Kapoor has an ongoing fascination with negative space: “That’s what I’m interested in: the void, the moment when it isn’t a hole, it is a space full of what isn’t there.” The sublime and the infinite are paradoxically present in this nothingness. 

Kapoor redefined contemporary sculpture in the 1980s through innovative approaches to scale, colour, volume and materiality, and by delving into the illusory. Perhaps most famous for public sculptures that are both adventures in form and feats of engineering, Kapoor’s works invite viewers to interrogate their relation to inhabited space. Whether through a seemingly infinite black hole or an impossible reflection, Kapoor confronts our expectation of optical perception, forcing a re-examination of one’s phenomenological experience.

One of the defining languages of Kapoor’s oeuvre is indisputably his manipulation of space, and the mirrored surface as a material in this endeavour can be seen internationally through his major public commissions. These highly reflective works combine an artistic subtlety with a powerful monumentality, contrasting the stillness of a flawlessly polished surface with an ever-oscillating echo of its environment.

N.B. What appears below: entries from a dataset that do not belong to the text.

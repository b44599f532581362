// Copyright 2025 the Understory Authors
// SPDX-License-Identifier: Apache-2.0 OR MIT

//! Flow layout: items packed greedily into lines, sections stacked along the scroll axis.

use alloc::boxed::Box;
use alloc::vec::Vec;

use hashbrown::HashMap;
use kurbo::{Insets, Point, Rect, Size, Vec2};
use smallvec::SmallVec;

use crate::attributes::{LayoutAttributes, overlaps};
use crate::invalidation::{InvalidationContext, InvalidationFlags};
use crate::layout::{CollectionLayout, LayoutContext};
use crate::types::{ElementKey, ElementKind, IndexPath, SectionCounts};
use crate::update::UpdateMap;

/// Tolerance for "fits on this line" and size comparisons.
const EPSILON: f64 = 1e-9;

/// `z_index` of pinned headers and footers.
pub const PINNED_Z_INDEX: i32 = 1024;

/// `z_index` of section backgrounds.
pub const BACKGROUND_Z_INDEX: i32 = -1;

/// Axis along which content scrolls.
#[derive(Copy, Clone, Debug, Default, PartialEq, Eq, Hash)]
#[cfg_attr(feature = "serde", derive(serde::Serialize, serde::Deserialize))]
pub enum ScrollDirection {
    /// Lines are rows, stacked top to bottom.
    #[default]
    Vertical,
    /// Lines are columns, stacked left to right.
    Horizontal,
}

impl ScrollDirection {
    fn main(self, size: Size) -> f64 {
        match self {
            Self::Vertical => size.height,
            Self::Horizontal => size.width,
        }
    }

    fn cross(self, size: Size) -> f64 {
        match self {
            Self::Vertical => size.width,
            Self::Horizontal => size.height,
        }
    }

    fn main_range(self, rect: Rect) -> (f64, f64) {
        match self {
            Self::Vertical => (rect.y0, rect.y1),
            Self::Horizontal => (rect.x0, rect.x1),
        }
    }

    fn main_of(self, v: Vec2) -> f64 {
        match self {
            Self::Vertical => v.y,
            Self::Horizontal => v.x,
        }
    }

    fn with_main(self, p: Point, main: f64) -> Point {
        match self {
            Self::Vertical => Point::new(p.x, main),
            Self::Horizontal => Point::new(main, p.y),
        }
    }

    fn vec(self, main: f64) -> Vec2 {
        match self {
            Self::Vertical => Vec2::new(0.0, main),
            Self::Horizontal => Vec2::new(main, 0.0),
        }
    }

    fn size(self, cross: f64, main: f64) -> Size {
        match self {
            Self::Vertical => Size::new(cross, main),
            Self::Horizontal => Size::new(main, cross),
        }
    }

    fn rect(self, cross: f64, main: f64, cross_len: f64, main_len: f64) -> Rect {
        match self {
            Self::Vertical => Rect::new(cross, main, cross + cross_len, main + main_len),
            Self::Horizontal => Rect::new(main, cross, main + main_len, cross + cross_len),
        }
    }

    /// `(cross_before, cross_after, main_before, main_after)`.
    fn insets(self, insets: Insets) -> (f64, f64, f64, f64) {
        match self {
            Self::Vertical => (insets.x0, insets.x1, insets.y0, insets.y1),
            Self::Horizontal => (insets.y0, insets.y1, insets.x0, insets.x1),
        }
    }
}

/// How items are distributed along a line.
#[derive(Copy, Clone, Debug, Default, PartialEq, Eq, Hash)]
#[cfg_attr(feature = "serde", derive(serde::Serialize, serde::Deserialize))]
pub enum LineAlignment {
    /// Items start at the leading inset, separated by the minimum inter-item spacing.
    Start,
    /// Full lines spread their spare space between items. The last line of a
    /// section and single-item lines align to the start.
    #[default]
    Justify,
}

/// Where scrolling comes to rest.
#[derive(Copy, Clone, Debug, Default, PartialEq, Eq, Hash)]
#[cfg_attr(feature = "serde", derive(serde::Serialize, serde::Deserialize))]
pub enum SnapMode {
    /// Wherever the host proposes.
    #[default]
    None,
    /// At the start of a line, the next one in the direction of the velocity
    /// or the nearest one at rest.
    LineStart,
}

/// Configuration of a [`FlowLayout`].
///
/// Values apply to every section unless a [`FlowDelegate`] overrides them.
#[derive(Clone, Debug, PartialEq)]
#[cfg_attr(feature = "serde", derive(serde::Serialize, serde::Deserialize))]
#[cfg_attr(feature = "serde", serde(default))]
pub struct FlowLayoutConfig {
    /// Size of every item.
    pub item_size: Size,
    /// Enables self-sizing: items start at this size until measured.
    pub estimated_item_size: Option<Size>,
    /// Minimum spacing between lines.
    pub minimum_line_spacing: f64,
    /// Minimum spacing between items on a line.
    pub minimum_interitem_spacing: f64,
    /// Header size; only the scroll-axis extent is used. Zero means no header.
    pub header_reference_size: Size,
    /// Footer size; only the scroll-axis extent is used. Zero means no footer.
    pub footer_reference_size: Size,
    /// Space around the items of each section, inside header and footer.
    pub section_insets: Insets,
    /// Scroll axis.
    pub scroll_direction: ScrollDirection,
    /// Keep each section's header at the leading visible edge while the section is visible.
    pub pin_headers: bool,
    /// Keep each section's footer at the trailing visible edge while the section is visible.
    pub pin_footers: bool,
    /// Distribution along a line.
    pub line_alignment: LineAlignment,
    /// Scroll snapping.
    pub snap: SnapMode,
    /// Emit a [`ElementKind::SECTION_BACKGROUND`] decoration behind each section's items.
    pub section_backgrounds: bool,
}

Each transcends the boundaries of their volume, capturing a metaphorical infinity across an indescribable surface.

About the artist

Anish Kapoor is one of the most influential sculptors of his generation. Perhaps most famous for public sculptures that are both adventures in form and feats of engineering, Kapoor manoeuvres between vastly different scales, across numerous series of work. Immense PVC skins, stretched or deflated; concave or convex mirrors whose reflections attract and swallow the viewer; recesses carved in stone and pigmented so as to disappear: these voids and protrusions summon up deep-felt metaphysical polarities of presence and absence, concealment and revelation. Forms turn themselves inside out, womb-like, and materials are not painted but impregnated with colour, as if to negate the idea of an outer surface, inviting the viewer to the inner reaches of the imagination. Kapoor’s geometric forms from the early 1980s, for example, rise up from the floor and appear to be made of pure pigment, while the viscous, blood-red wax sculptures from the last ten years – kinetic and self-generating – ravage their own surfaces and explode the quiet of the gallery environment. There are resonances with mythologies of the ancient world – Indian, Egyptian, Greek and Roman – and with modern times.

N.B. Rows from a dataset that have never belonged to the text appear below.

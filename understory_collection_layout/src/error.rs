// Copyright 2025 the Understory Authors
// SPDX-License-Identifier: Apache-2.0 OR MIT

//! Error types.

use thiserror::Error;

use crate::types::{ElementKey, IndexPath};

/// Errors returned by [`CollectionLayoutEngine`](crate::CollectionLayoutEngine) and [`UpdateMap`](crate::UpdateMap).
#[derive(Clone, Debug, PartialEq, Error)]
pub enum CollectionError {
    /// The engine has pending invalidation; call `prepare` first.
    #[error("layout queried before prepare")]
    NotPrepared,
    /// No element with this identity exists for the current counts.
    #[error("no attributes for {key:?}")]
    OutOfRange {
        /// The requested identity.
        key: ElementKey,
    },
    /// A batch update is malformed or inconsistent with the data source.
    #[error("invalid batch update: {reason}")]
    InvalidUpdate {
        /// What is inconsistent.
        reason: &'static str,
        /// Offending index path, when there is one.
        path: Option<IndexPath>,
    },
}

Anish Kapoor was born in Mumbai, India in 1954 and lives and works in London. He studied at Hornsey College of Art, London, UK (1973–77) followed by postgraduate studies at Chelsea School of Art, London, UK (1977–78). He is most recognised for some of his large scale public projects which include Cloud Gate (2004) in Millennium Park, Chicago, USA, Orbit (2012) in the Queen Elizabeth Olympic Park, London, UK and Ark Nova (2013) the world’s first inflatable concert hall in Japan. Furthermore, he took over le Château de Versailles, in Versailles, France in 2015 and not without controversy. He represented Britain at the 44th Venice Biennale in 1990 with Void Field (1989), for which he was awarded the Premio Duemila for Best Young Artist. Kapoor won the Turner Prize in 1991 and has honorary fellowships from the University of Wolverhampton, UK (1999), the Royal Institute of British Architecture, London, UK (2001) and an honorary doctorate from the University of Oxford, UK (2014). Anish Kapoor was awarded a CBE in 2003 and a Knighthood in 2013 for services to visual arts.

Fun facts

  • Did you know that Anish Kapoor is also the artist behind Cloud Gate AKA the big bean in Chicago?
  • Just like the Yves Klein Blue, Anish Kapoor owns the right to the blackest black ever made.

Engagement questions

  • What do you feel when you look at Kapoor's piece, Mountain?
  • How do you see the mountains in relation to what is around them?
  • What do you think the artist's intentions are?